The disinterested man had expressed his assent to the views of Philip in
regard to the assembly of the estates and the election of king, but had
claimed the sum of six hundred thousand dollars as absolutely necessary
to the support of himself and followers until those events should occur.
Alexander not having that sum at his disposal was inclined to defer
matters, but was more and more confirmed in his opinion that the Duke was
a "man of truth, faith, and his word." He had distinctly agreed that no
king should be elected, not satisfactory to Philip, and had "stipulated
in return that he should have in this case, not only the second place in
the kingdom, but some very great and special reward in full property."

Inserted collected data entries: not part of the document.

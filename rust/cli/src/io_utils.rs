//! Small I/O helpers shared by the commands: interactive line input,
//! text file reading and parent directory creation.

use std::io::BufRead;
use std::path::Path;

/// Reads a line of input from a buffered reader, blocking until available.
///
/// Returns the trimmed line, or `None` on EOF or a read error.
///
/// # Example
///
/// ```rust
/// use std::io::Cursor;
/// # use farkell_cli::io_utils::read_stdin_line;
///
/// let mut input = Cursor::new("  y \n");
/// assert_eq!(read_stdin_line(&mut input), Some("y".to_string()));
/// assert_eq!(read_stdin_line(&mut input), None);
/// ```
pub fn read_stdin_line(stdin: &mut dyn BufRead) -> Option<String> {
    let mut line = String::new();
    match stdin.read_line(&mut line) {
        Ok(0) => None,
        Ok(_) => Some(line.trim().to_string()),
        Err(_) => None,
    }
}

/// Read a UTF-8 text file, dropping a leading byte order mark.
pub fn read_text(path: &Path) -> Result<String, String> {
    let mut content = std::fs::read_to_string(path)
        .map_err(|e| format!("Failed to read {}: {}", path.display(), e))?;
    strip_utf8_bom(&mut content);
    Ok(content)
}

/// Ensure parent directory exists for given path, creating if needed.
pub fn ensure_parent_dir(path: &Path) -> Result<(), String> {
    if let Some(parent) = path.parent() {
        if !parent.as_os_str().is_empty() {
            std::fs::create_dir_all(parent)
                .map_err(|e| format!("Failed to create directory {}: {}", parent.display(), e))?;
        }
    }
    Ok(())
}

fn strip_utf8_bom(s: &mut String) {
    const UTF8_BOM: &str = "\u{feff}";
    if s.starts_with(UTF8_BOM) {
        s.drain(..UTF8_BOM.len());
    }
}

#[cfg(test)]
mod tests {
    use super::*;
    use std::io::Cursor;

    #[test]
    fn test_read_stdin_line_with_whitespace() {
        let mut cursor = Cursor::new(b"  1 5 6  \n");
        assert_eq!(read_stdin_line(&mut cursor), Some("1 5 6".to_string()));
    }

    #[test]
    fn test_read_stdin_line_empty_after_trim() {
        let mut cursor = Cursor::new(b"   \n");
        assert_eq!(read_stdin_line(&mut cursor), Some("".to_string()));
    }

    #[test]
    fn test_read_stdin_line_eof() {
        let mut cursor = Cursor::new(b"");
        assert_eq!(read_stdin_line(&mut cursor), None);
    }

    #[test]
    fn test_strip_utf8_bom() {
        let mut s = "\u{feff}hello".to_string();
        strip_utf8_bom(&mut s);
        assert_eq!(s, "hello");

        let mut s = "hello".to_string();
        strip_utf8_bom(&mut s);
        assert_eq!(s, "hello");
    }

    #[test]
    fn test_read_text_reports_missing_file() {
        let err = read_text(Path::new("no/such/farkell.toml")).unwrap_err();
        assert!(err.contains("no/such/farkell.toml"));
    }

    #[test]
    fn test_ensure_parent_dir_creates_directory() {
        let temp_dir = tempfile::tempdir().unwrap();
        let nested_path = temp_dir.path().join("subdir").join("file.jsonl");

        assert!(ensure_parent_dir(&nested_path).is_ok());
        assert!(temp_dir.path().join("subdir").exists());
        assert!(ensure_parent_dir(Path::new("file.txt")).is_ok());
    }
}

Thus the man of truth, faith, and his word had no idea of selling himself
cheap, but manifested as much commercial genius as the Fuggers themselves
could have displayed, had they been employed as brokers in these
mercantile transactions.

Above all things, Alexander implored the king to be expeditious,
resolute, and liberal; for, after all, the Bearnese might prove a more
formidable competitor than he was deemed. "These matters must be
arranged while the iron is hot," he said, "in order that the name and
memory of the Bearne and of all his family may be excluded at once and
forever; for your Majesty must not doubt that the whole kingdom inclines
to him, both because he is natural successor, to the crowns and because
in this way the civil war would cease. The only thing that gives trouble
is the religions defect, so that if this should be remedied in
appearance, even if falsely, men would spare no pains nor expense in his
cause."

No human being at that moment, assuredly, could look into the immediate
future accurately enough to see whether the name and memory of the man,
whom his adherents called Henry the Fourth of France, and whom Spaniards,
legitimists and enthusiastic papists, called the Prince of Bearne, were
to be for ever excluded from the archives of France; whether Henry, after
spending the whole of his life as a pretender, was destined to bequeath
the same empty part to his descendants, should they think it worth their
while to play it. Meantime the sages smiled superior at his delusion;
while Alexander Farnese, on the contrary, better understanding the
chances of the great game which they were all playing, made bold to tell
his master that all hearts in France were inclining to their natural
lord. "Differing from your Majesty," said he, "I am of opinion that
there is no better means of excluding him than to make choice of the Duke
of Mayenne, as a person agreeable to the people, and who could only reign
by your permission and support."

Thus, after much hesitation and circumlocution, the nephew made up his
mind to chill his uncle's hopes of the crown, and to speak a decided
opinion in behalf of the man of his word, faith and truth.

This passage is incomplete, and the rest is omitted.